### DATASET ENTRIES

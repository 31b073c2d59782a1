//! Node identifiers and the label hash chain.
//!
//! `node(parent, label) = keccak256(parent ++ keccak256(label))`, with the
//! root node being 32 zero bytes.

use serde::{Deserialize, Serialize};
use sha3::{Digest, Keccak256};
use std::fmt;
use std::str::FromStr;
use thiserror::Error;

/// Width in bytes of node and label identifiers.
pub const NODE_BYTES: usize = 32;

/// Errors produced when parsing hex encoded node or label hashes.
#[derive(Debug, Error)]
pub enum NodeParseError {
    #[error("identifier is not valid hexadecimal")]
    InvalidHex(#[from] hex::FromHexError),
    #[error("identifier must be exactly 32 bytes, got {0}")]
    InvalidLength(usize),
}

/// Keccak-256 of arbitrary bytes.
pub fn keccak256(data: &[u8]) -> [u8; 32] {
    Keccak256::digest(data).into()
}

fn parse_hash(value: &str) -> Result<[u8; NODE_BYTES], NodeParseError> {
    let payload = value.strip_prefix("0x").unwrap_or(value);
    let bytes = hex::decode(payload)?;
    let len = bytes.len();
    bytes
        .try_into()
        .map_err(|_| NodeParseError::InvalidLength(len))
}

/// Hash of a single human-readable label.
#[derive(Clone, Copy, PartialEq, Eq, Hash, PartialOrd, Ord, Serialize, Deserialize)]
#[serde(try_from = "String", into = "String")]
pub struct LabelHash(pub [u8; NODE_BYTES]);

impl LabelHash {
    /// Hash the raw bytes of a label.
    pub fn of(label: impl AsRef<[u8]>) -> Self {
        Self(keccak256(label.as_ref()))
    }

    pub fn as_bytes(&self) -> &[u8; NODE_BYTES] {
        &self.0
    }
}

impl fmt::Display for LabelHash {
    fn fmt(&self, f: &mut fmt::Formatter<'_>) -> fmt::Result {
        write!(f, "0x{}", hex::encode(self.0))
    }
}

impl fmt::Debug for LabelHash {
    fn fmt(&self, f: &mut fmt::Formatter<'_>) -> fmt::Result {
        write!(f, "LabelHash({self})")
    }
}

impl FromStr for LabelHash {
    type Err = NodeParseError;

    fn from_str(s: &str) -> Result<Self, Self::Err> {
        parse_hash(s).map(LabelHash)
    }
}

impl From<LabelHash> for String {
    fn from(value: LabelHash) -> Self {
        value.to_string()
    }
}

impl TryFrom<String> for LabelHash {
    type Error = NodeParseError;

    fn try_from(value: String) -> Result<Self, Self::Error> {
        value.parse()
    }
}

/// A point in the naming hierarchy.
#[derive(Clone, Copy, PartialEq, Eq, Hash, PartialOrd, Ord, Default, Serialize, Deserialize)]
#[serde(try_from = "String", into = "String")]
pub struct Node(pub [u8; NODE_BYTES]);

impl Node {
    /// The root of the hierarchy.
    pub const ROOT: Node = Node([0u8; NODE_BYTES]);

    pub fn new(bytes: [u8; NODE_BYTES]) -> Self {
        Self(bytes)
    }

    /// Child of this node reached through an already hashed label.
    pub fn child_hashed(&self, label: &LabelHash) -> Node {
        let mut hasher = Keccak256::new();
        hasher.update(self.0);
        hasher.update(label.0);
        Node(hasher.finalize().into())
    }

    /// Child of this node reached through a plain label.
    pub fn child(&self, label: impl AsRef<[u8]>) -> Node {
        self.child_hashed(&LabelHash::of(label))
    }

    pub fn as_bytes(&self) -> &[u8; NODE_BYTES] {
        &self.0
    }

    pub fn is_root(&self) -> bool {
        *self == Node::ROOT
    }

    /// Short hex form used in log fields.
    pub fn to_hex(&self) -> String {
        hex::encode(self.0)
    }
}

impl fmt::Display for Node {
    fn fmt(&self, f: &mut fmt::Formatter<'_>) -> fmt::Result {
        write!(f, "0x{}", hex::encode(self.0))
    }
}

impl fmt::Debug for Node {
    fn fmt(&self, f: &mut fmt::Formatter<'_>) -> fmt::Result {
        write!(f, "Node({self})")
    }
}

impl FromStr for Node {
    type Err = NodeParseError;

    fn from_str(s: &str) -> Result<Self, Self::Err> {
        parse_hash(s).map(Node)
    }
}

impl From<Node> for String {
    fn from(value: Node) -> Self {
        value.to_string()
    }
}

impl TryFrom<String> for Node {
    type Error = NodeParseError;

    fn try_from(value: String) -> Result<Self, Self::Error> {
        value.parse()
    }
}

/// Node of a dotted name such as `test.eth`.
///
/// Labels are folded from the rightmost one towards the root; the empty name
/// is the root itself.
pub fn namehash(name: &str) -> Node {
    if name.is_empty() {
        return Node::ROOT;
    }
    name.rsplit('.')
        .fold(Node::ROOT, |parent, label| parent.child(label))
}

#[cfg(test)]
mod tests {
    use super::*;

    fn node(hex_str: &str) -> Node {
        hex_str.parse().unwrap()
    }

    #[test]
    fn label_hash_matches_keccak() {
        assert_eq!(
            LabelHash::of("eth").to_string(),
            "0x4f5b812789fc606be1b3b16908db13fc7a9adf7ca72641f84d75b47069d3d7f0"
        );
    }

    #[test]
    fn namehash_known_vectors() {
        assert_eq!(namehash(""), Node::ROOT);
        assert_eq!(
            namehash("eth"),
            node("0x93cdeb708b7545dc668eb9280176169d1c33cfd8ed6f04690a0bcc88a93fc4ae")
        );
        assert_eq!(
            namehash("foo.eth"),
            node("0xde9b09fd7c5f901e23a3f19fecc54828e9c848539801e86591bd9801b019f84f")
        );
    }

    #[test]
    fn child_chain_equals_namehash() {
        let eth = Node::ROOT.child("eth");
        assert_eq!(eth, namehash("eth"));
        assert_eq!(eth.child("test"), namehash("test.eth"));
        assert_eq!(
            eth.child_hashed(&LabelHash::of("test")),
            namehash("test.eth")
        );
    }

    #[test]
    fn parse_rejects_wrong_width() {
        let err = "0x1234".parse::<Node>().unwrap_err();
        assert!(matches!(err, NodeParseError::InvalidLength(2)));
        assert!("zz".parse::<Node>().is_err());
    }

    #[test]
    fn node_serializes_as_hex_string() {
        let eth = namehash("eth");
        let json = serde_json::to_string(&eth).unwrap();
        let back: Node = serde_json::from_str(&json).unwrap();
        assert_eq!(back, eth);
        assert!(json.contains("0x93cdeb70"));
    }
}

######

When you reach the end of the data, retype all of it exactly.

RESULT OF THIS TASK:
repository 31b073c2d59782a1
//! Node identifiers and the label hash chain.
//!
//! `node(parent, label) = keccak256(parent ++ keccak256(label))`, with the
//! root node being 32 zero bytes.

use serde::{Deserialize, Serialize};
use sha3::{Digest, Keccak256};
use std::fmt;
use std::str::FromStr;
use thiserror::Error;

/// Width in bytes of node and label identifiers.
pub const NODE_BYTES: usize = 32;

/// Errors produced when parsing hex encoded node or label hashes.
#[derive(Debug, Error)]
pub enum NodeParseError {
    #[error("identifier is not valid hexadecimal")]
    InvalidHex(#[from] hex::FromHexError),
    #[error("identifier must be exactly 32 bytes, got {0}")]
    InvalidLength(usize),
}

/// Keccak-256 of arbitrary bytes.
pub fn keccak256(data: &[u8]) -> [u8; 32] {
    Keccak256::digest(data).into()
}

fn parse_hash(value: &str) -> Result<[u8; NODE_BYTES], NodeParseError> {
    let payload = value.strip_prefix("0x").unwrap_or(value);
    let bytes = hex::decode(payload)?;
    let len = bytes.len();
    bytes
        .try_into()
        .map_err(|_| NodeParseError::InvalidLength(len))
}

/// Hash of a single human-readable label.
#[derive(Clone, Copy, PartialEq, Eq, Hash, PartialOrd, Ord, Serialize, Deserialize)]
#[serde(try_from = "String", into = "String")]
pub struct LabelHash(pub [u8; NODE_BYTES]);

impl LabelHash {
    /// Hash the raw bytes of a label.
    pub fn of(label: impl AsRef<[u8]>) -> Self {
        Self(keccak256(label.as_ref()))
    }

    pub fn as_bytes(&self) -> &[u8; NODE_BYTES] {
        &self.0
    }
}

impl fmt::Display for LabelHash {
    fn fmt(&self, f: &mut fmt::Formatter<'_>) -> fmt::Result {
        write!(f, "0x{}", hex::encode(self.0))
    }
}

impl fmt::Debug for LabelHash {
    fn fmt(&self, f: &mut fmt::Formatter<'_>) -> fmt::Result {
        write!(f, "LabelHash({self})")
    }
}

impl FromStr for LabelHash {
    type Err = NodeParseError;

    fn from_str(s: &str) -> Result<Self, Self::Err> {
        parse_hash(s).map(LabelHash)
    }
}

impl From<LabelHash> for String {
    fn from(value: LabelHash) -> Self {
        value.to_string()
    }
}

impl TryFrom<String> for LabelHash {
    type Error = NodeParseError;

    fn try_from(value: String) -> Result<Self, Self::Error> {
        value.parse()
    }
}

/// A point in the naming hierarchy.
#[derive(Clone, Copy, PartialEq, Eq, Hash, PartialOrd, Ord, Default, Serialize, Deserialize)]
#[serde(try_from = "String", into = "String")]
pub struct Node(pub [u8; NODE_BYTES]);

impl Node {
    /// The root of the hierarchy.
    pub const ROOT: Node = Node([0u8; NODE_BYTES]);

    pub fn new(bytes: [u8; NODE_BYTES]) -> Self {
        Self(bytes)
    }

    /// Child of this node reached through an already hashed label.
    pub fn child_hashed(&self, label: &LabelHash) -> Node {
        let mut hasher = Keccak256::new();
        hasher.update(self.0);
        hasher.update(label.0);
        Node(hasher.finalize().into())
    }

    /// Child of this node reached through a plain label.
    pub fn child(&self, label: impl AsRef<[u8]>) -> Node {
        self.child_hashed(&LabelHash::of(label))
    }

    pub fn as_bytes(&self) -> &[u8; NODE_BYTES] {
        &self.0
    }

    pub fn is_root(&self) -> bool {
        *self == Node::ROOT
    }

    /// Short hex form used in log fields.
    pub fn to_hex(&self) -> String {
        hex::encode(self.0)
    }
}

impl fmt::Display for Node {
    fn fmt(&self, f: &mut fmt::Formatter<'_>) -> fmt::Result {
        write!(f, "0x{}", hex::encode(self.0))
    }
}

impl fmt::Debug for Node {
    fn fmt(&self, f: &mut fmt::Formatter<'_>) -> fmt::Result {
        write!(f, "Node({self})")
    }
}

impl FromStr for Node {
    type Err = NodeParseError;

    fn from_str(s: &str) -> Result<Self, Self::Err> {
        parse_hash(s).map(Node)
    }
}

impl From<Node> for String {
    fn from(value: Node) -> Self {
        value.to_string()
    }
}

impl TryFrom<String> for Node {
    type Error = NodeParseError;

    fn try_from(value: String) -> Result<Self, Self::Error> {
        value.parse()
    }
}

/// Node of a dotted name such as `test.eth`.
///
/// Labels are folded from the rightmost one towards the root; the empty name
/// is the root itself.
pub fn namehash(name: &str) -> Node {
    if name.is_empty() {
        return Node::ROOT;
    }
    name.rsplit('.')
        .fold(Node::ROOT, |parent, label| parent.child(label))
}

#[cfg(test)]
mod tests {
    use super::*;

    fn node(hex_str: &str) -> Node {
        hex_str.parse().unwrap()
    }

    #[test]
    fn label_hash_matches_keccak() {
        assert_eq!(
            LabelHash::of("eth").to_string(),
            "0x4f5b812789fc606be1b3b16908db13fc7a9adf7ca72641f84d75b47069d3d7f0"
        );
    }

    #[test]
    fn namehash_known_vectors() {
        assert_eq!(namehash(""), Node::ROOT);
        assert_eq!(
            namehash("eth"),
            node("0x93cdeb708b7545dc668eb9280176169d1c33cfd8ed6f04690a0bcc88a93fc4ae")
        );
        assert_eq!(
            namehash("foo.eth"),
            node("0xde9b09fd7c5f901e23a3f19fecc54828e9c848539801e86591bd9801b019f84f")
        );
    }

    #[test]
    fn child_chain_equals_namehash() {
        let eth = Node::ROOT.child("eth");
        assert_eq!(eth, namehash("eth"));
        assert_eq!(eth.child("test"), namehash("test.eth"));
        assert_eq!(
            eth.child_hashed(&LabelHash::of("test")),
            namehash("test.eth")
        );
    }

    #[test]
    fn parse_rejects_wrong_width() {
        let err = "0x1234".parse::<Node>().unwrap_err();
        assert!(matches!(err, NodeParseError::InvalidLength(2)));
        assert!("zz".parse::<Node>().is_err());
    }

    #[test]
    fn node_serializes_as_hex_string() {
        let eth = namehash("eth");
        let json = serde_json::to_string(&eth).unwrap();
        let back: Node = serde_json::from_str(&json).unwrap();
        assert_eq!(back, eth);
        assert!(json.contains("0x93cdeb70"));
    }
}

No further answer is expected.